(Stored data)
**********

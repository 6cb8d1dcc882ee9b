/// Errors raised by an object-storage backend.
#[derive(Debug, Clone, PartialEq, Eq, thiserror::Error)]
pub enum StorageError {
    #[error("Object not found: {0}")]
    NotFound(String),

    #[error("Access denied: {0}")]
    AccessDenied(String),

    #[error("Operation timed out: {0}")]
    Timeout(String),

    #[error("I/O error: {0}")]
    Io(String),

    #[error("Client error: {0}")]
    Client(String),
}

/// Errors raised while reading or binding provider configuration.
#[derive(Debug, thiserror::Error)]
pub enum ConfigError {
    #[error("Missing required properties: {}", .0.join(", "))]
    MissingRequired(Vec<String>),

    #[error("Invalid connection string: {0}")]
    InvalidConnectionString(String),

    #[error("Failed to read content source {path}: {source}")]
    Read {
        path: String,
        #[source]
        source: std::io::Error,
    },

    #[error("Invalid content source JSON: {0}")]
    Json(#[from] serde_json::Error),
}
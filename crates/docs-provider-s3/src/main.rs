use std::path::Path;
use std::sync::Arc;

use clap::Parser;
use docs_provider_core::{
    DocumentExportErrorEvent, DocumentExportedEvent, ExportMessage, ExportObserver, MessageLevel,
    ObserverDecision,
};
use docs_provider_s3::config::{Command, Config};
use docs_provider_s3::{DirectoryCompletion, S3Connector, S3Provider};
use tokio::signal;
use tracing::{debug, error, info, warn};
use tracing_subscriber::EnvFilter;

/// Mirrors export events into the log.
struct LogObserver;

impl ExportObserver for LogObserver {
    fn on_document_exported(
        &self,
        event: &DocumentExportedEvent,
    ) -> ObserverDecision<DocumentExportedEvent> {
        info!(id = %event.id, class = event.document.document_class(), "Document exported");
        ObserverDecision::Continue
    }

    fn on_document_export_error(&self, event: DocumentExportErrorEvent) {
        error!(id = %event.id, error = %event.error, "Document export error");
    }

    fn on_document_export_message(&self, message: ExportMessage) {
        match message.level {
            MessageLevel::Debug => debug!("{}", message.message),
            MessageLevel::Info => info!("{}", message.message),
            MessageLevel::Warning => warn!("{}", message.message),
            MessageLevel::Error => error!("{}", message.message),
        }
    }
}

#[tokio::main]
async fn main() -> anyhow::Result<()> {
    // Initialize logging
    tracing_subscriber::fmt()
        .with_env_filter(
            EnvFilter::try_from_default_env().unwrap_or_else(|_| EnvFilter::new("info")),
        )
        .init();

    let config = Config::parse();

    // Dropping the command future cancels any in-flight S3 call.
    tokio::select! {
        result = run(config) => result,
        _ = signal::ctrl_c() => {
            info!("Received Ctrl+C, aborting");
            Ok(())
        }
    }
}

async fn run(config: Config) -> anyhow::Result<()> {
    let source = config.content_source()?;
    let connector = Arc::new(S3Connector::new(config.operation_timeout()));
    let mut provider = S3Provider::with_connector(connector);

    if let Command::Export { out, .. } = &config.command {
        provider = provider.with_completion(Arc::new(DirectoryCompletion::new(out.clone())));
    }
    provider.subscribe(Arc::new(LogObserver));

    info!("Starting docs-provider-s3");
    provider.connect(&source).await?;

    match config.command {
        Command::Probe => {
            info!(provider = %provider.name(), state = %provider.state(), "Repository available");
        }
        Command::List { json } => {
            let keys = provider.list_object_keys().await?;
            if json {
                println!("{}", serde_json::to_string_pretty(&keys)?);
            } else {
                for key in keys {
                    println!("{}", key);
                }
            }
        }
        Command::Export { keys, out } => export(&provider, &keys, &out).await?,
    }

    provider.disconnect();
    Ok(())
}

async fn export(provider: &S3Provider, keys: &[String], out: &Path) -> anyhow::Result<()> {
    let mut rejected = 0usize;
    for key in keys {
        if !provider.export_document(key).await? {
            warn!(key = %key, "Export was not accepted");
            rejected += 1;
        }
    }

    info!(
        exported = keys.len() - rejected,
        rejected,
        out = %out.display(),
        "Export finished"
    );
    if rejected > 0 {
        anyhow::bail!("{} of {} exports were not accepted", rejected, keys.len());
    }
    Ok(())
}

**********

Problem requirements:
The answer must consist of all the entries, copied exactly.

Answer for the task:
repository 6cb8d1dcc882ee9b
/// Errors raised by an object-storage backend.
#[derive(Debug, Clone, PartialEq, Eq, thiserror::Error)]
pub enum StorageError {
    #[error("Object not found: {0}")]
    NotFound(String),

    #[error("Access denied: {0}")]
    AccessDenied(String),

    #[error("Operation timed out: {0}")]
    Timeout(String),

    #[error("I/O error: {0}")]
    Io(String),

    #[error("Client error: {0}")]
    Client(String),
}

/// Errors raised while reading or binding provider configuration.
#[derive(Debug, thiserror::Error)]
pub enum ConfigError {
    #[error("Missing required properties: {}", .0.join(", "))]
    MissingRequired(Vec<String>),

    #[error("Invalid connection string: {0}")]
    InvalidConnectionString(String),

    #[error("Failed to read content source {path}: {source}")]
    Read {
        path: String,
        #[source]
        source: std::io::Error,
    },

    #[error("Invalid content source JSON: {0}")]
    Json(#[from] serde_json::Error),
}
filename crates/docs-provider-s3/src/main.rs
use std::path::Path;
use std::sync::Arc;

use clap::Parser;
use docs_provider_core::{
    DocumentExportErrorEvent, DocumentExportedEvent, ExportMessage, ExportObserver, MessageLevel,
    ObserverDecision,
};
use docs_provider_s3::config::{Command, Config};
use docs_provider_s3::{DirectoryCompletion, S3Connector, S3Provider};
use tokio::signal;
use tracing::{debug, error, info, warn};
use tracing_subscriber::EnvFilter;

/// Mirrors export events into the log.
struct LogObserver;

impl ExportObserver for LogObserver {
    fn on_document_exported(
        &self,
        event: &DocumentExportedEvent,
    ) -> ObserverDecision<DocumentExportedEvent> {
        info!(id = %event.id, class = event.document.document_class(), "Document exported");
        ObserverDecision::Continue
    }

    fn on_document_export_error(&self, event: DocumentExportErrorEvent) {
        error!(id = %event.id, error = %event.error, "Document export error");
    }

    fn on_document_export_message(&self, message: ExportMessage) {
        match message.level {
            MessageLevel::Debug => debug!("{}", message.message),
            MessageLevel::Info => info!("{}", message.message),
            MessageLevel::Warning => warn!("{}", message.message),
            MessageLevel::Error => error!("{}", message.message),
        }
    }
}

#[tokio::main]
async fn main() -> anyhow::Result<()> {
    // Initialize logging
    tracing_subscriber::fmt()
        .with_env_filter(
            EnvFilter::try_from_default_env().unwrap_or_else(|_| EnvFilter::new("info")),
        )
        .init();

    let config = Config::parse();

    // Dropping the command future cancels any in-flight S3 call.
    tokio::select! {
        result = run(config) => result,
        _ = signal::ctrl_c() => {
            info!("Received Ctrl+C, aborting");
            Ok(())
        }
    }
}

async fn run(config: Config) -> anyhow::Result<()> {
    let source = config.content_source()?;
    let connector = Arc::new(S3Connector::new(config.operation_timeout()));
    let mut provider = S3Provider::with_connector(connector);

    if let Command::Export { out, .. } = &config.command {
        provider = provider.with_completion(Arc::new(DirectoryCompletion::new(out.clone())));
    }
    provider.subscribe(Arc::new(LogObserver));

    info!("Starting docs-provider-s3");
    provider.connect(&source).await?;

    match config.command {
        Command::Probe => {
            info!(provider = %provider.name(), state = %provider.state(), "Repository available");
        }
        Command::List { json } => {
            let keys = provider.list_object_keys().await?;
            if json {
                println!("{}", serde_json::to_string_pretty(&keys)?);
            } else {
                for key in keys {
                    println!("{}", key);
                }
            }
        }
        Command::Export { keys, out } => export(&provider, &keys, &out).await?,
    }

    provider.disconnect();
    Ok(())
}

async fn export(provider: &S3Provider, keys: &[String], out: &Path) -> anyhow::Result<()> {
    let mut rejected = 0usize;
    for key in keys {
        if !provider.export_document(key).await? {
            warn!(key = %key, "Export was not accepted");
            rejected += 1;
        }
    }

    info!(
        exported = keys.len() - rejected,
        rejected,
        out = %out.display(),
        "Export finished"
    );
    if rejected > 0 {
        anyhow::bail!("{} of {} exports were not accepted", rejected, keys.len());
    }
    Ok(())
}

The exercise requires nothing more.